Through the decades: 1900-1909

Through the decades: 1900-1909

By Johnson#26


At the turn of the 19th century, Collingwood – after three years in the new VFL competition, were flagless, and had only played in four finals. It wasn’t a bad achievement, given the club had only been around since 1892.

Collingwood, the suburb, was a place where you would not want to be. It was in the middle of one of the country’s worst depressions, and the football club was perhaps the only form of relief and happiness. Who would have thought, back then, that the Magpies, by 2004, would be one of the most well known sporting clubs across Australia – and even the world. The mere mention of the word ‘Collingwood’ sends fear, and hatred through so many across Australia. Over 100 years ago, if someone had told you this would be the case – you would not have believed them. The decade of 1900-1909, was the decade where the foundations were laid, for a long and successful future.

In the first decade of the 20th century, Collingwood racked up 119 wins from 172 games, and two Grand Final victories from four attempts. The Pies built a huge reputation for being a fearsome side – despite playing in a depression stricken town. During this period of time, the club had eight skippers, with Lardie Tulloch the longest standing captain of the decade – with three years at the helm.

Collingwood also employed their first ever coach in 1904 – club legend Bill Strickland. In 1906, Collingwood’s first hero emerged. Dick Lee arrived on the scene early in 1906 – his first of 16 seasons at the club. In this time, he played 230 games, and after his retirement in 1922, had finished up with 707 goals – at an impressive average of 3.07 per game. Lee was the winner of the leagues goal scoring record, on a massive ten occasions – a club record. Sadly, Lee was hampered by injury for much of his long career, but ploughed on to play for 16 seasons. He is thought to have had the first knee cartilage operation, and returned from retirement to play in 1913.
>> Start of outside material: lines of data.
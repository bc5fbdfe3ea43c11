//! Pluggable taint policy and attack-handler interfaces.
//!
//! Both traits carry small, pure decision methods and are passed as generic
//! parameters at interpreter construction — there is no trait object and no
//! global state. `Default*` zero-sized implementations provide the behavior
//! this specification calls the "default policy".

use crate::error::ExecutionError;
use crate::ir::Instr;
use crate::runtime_value::RuntimeValue;
use crate::value::Value;
use crate::word::Word;

/// Decides which inputs are tainted, whether a branch target or a store
/// address counts as an attack surface.
pub trait TaintPolicy {
    /// Whether the named input is tainted. Default: every input is tainted.
    fn input_policy(&self, _input_name: &str) -> bool {
        true
    }

    /// Whether a `Goto`/`If` target passes the taint check. Default: a
    /// tainted concrete target fails; a symbolic target always fails, since
    /// by construction it carries attacker- or quantifier-controlled data.
    fn goto_check(&self, value: &RuntimeValue) -> bool {
        match value {
            RuntimeValue::Concrete(value) => !value.is_tainted(),
            RuntimeValue::Symbolic(_) => false,
        }
    }

    /// Whether the address taint bit of a just-written cell should be set.
    /// Default: reflects only whether the address itself was tainted
    /// (an attacker-controlled pointer), not the value stored through it.
    fn tainted_address(&self, addr: Value, _stored: Value) -> bool {
        addr.is_tainted()
    }
}

/// The effect-producing counterpart of [`TaintPolicy`]: invoked when a
/// taint check fails.
pub trait TaintCheckHandler {
    /// Called when `policy.goto_check` fails for the target of `instr` at
    /// `pc`. Default: raise [`ExecutionError::Attack`].
    fn handle_goto(&mut self, pc: Word, instr: &Instr) -> Result<(), ExecutionError> {
        Err(ExecutionError::Attack {
            pc,
            instruction: instr.to_string(),
        })
    }
}

/// Every input is tainted; any tainted branch target is an attack.
#[derive(Debug, Default, Clone, Copy, PartialEq, Eq)]
pub struct DefaultTaintPolicy;

impl TaintPolicy for DefaultTaintPolicy {}

/// Raises [`ExecutionError::Attack`] on the first tainted `Goto`/`If` target.
#[derive(Debug, Default, Clone, Copy, PartialEq, Eq)]
pub struct DefaultTaintCheckHandler;

impl TaintCheckHandler for DefaultTaintCheckHandler {}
The Magpies played off in the Grand Finals of 1901, 1902, 1903 and 1905 – coming out on top in ’02 and ’03. In 1902 – the first official Magpie flag – Collingwood defeated Essendon on the 20 of September by 33 points in front of a crowd of 35, 202 at the MCG. After a close first term where the Dons led by one point, the Magpies pulled away in the third term, to win by just over five goals. Allan, Hailwood and T.Leach were the best for the Pies, while Lockwood and Rowell each scored three goals.

The year 1903 saw Collingwood win their first ever set of back-to-back flags, against neighbouring suburb Fitzroy by only two points in front of 32, 263 spectators at the MCG, on the 12th of September. It was a close match all afternoon, with neither side able to break the shackles. In fact, neither side scored a goal in the third term – as both teams fought tooth and nail for a win. In the final moments of the day, Collingwood led by three points – with back-to-back flags only a few seconds away – but the ball was thrust forward onto the chest of the Lions Gerald Brosnan – the Roy’s skipper and full forward.

Brosnan – the most accurate kick in the league missed the chance of a lifetime – with the ball just hitting the post – for the Pies to hold onto a two point victory. Addison was the Pies only multiple goal scorer with two, while Fell, McCormack and Monohan were the best on the day. If it wasn’t for inaccurate kicking, the Maroons may have won, given the fact that they had 14 scoring shots to eleven.

For the rest of the decade, Collingwood could only manage one more Grand Final, against Fitzroy again, at the MCG. This time however, the Roy’s atoned for their loss only two years earlier, to win by 13 points.

Collingwood only played in four finals in the next four seasons, without winning any of them. They ended the decade with seven finals losses on the trot, with perhaps Dick Condon the player of the decade. Condon – the man who created the stab kick – was one of the most talented players of the early years, but was known to be quiet individualistic and short tempered. Club legend Jock McHale labelled Condon the greatest footballer he had seen – which was quite a wrap.


1902 Grand Final:
Collingwood: 9.6 (60)
Essendon: 3.9 (27)

T.Lockwood 3; Rowell 3; Allan, Angus, Pears.

Allan, Hailwood, T.Leach, McCormack, Pannam, Rush.

©Johnson#26 2004

Roberts, Michael and McFarlane, Glenn. The Official Collingwood Illustrated Encyclopaedia. Geoff Slattery Publishing, 2004.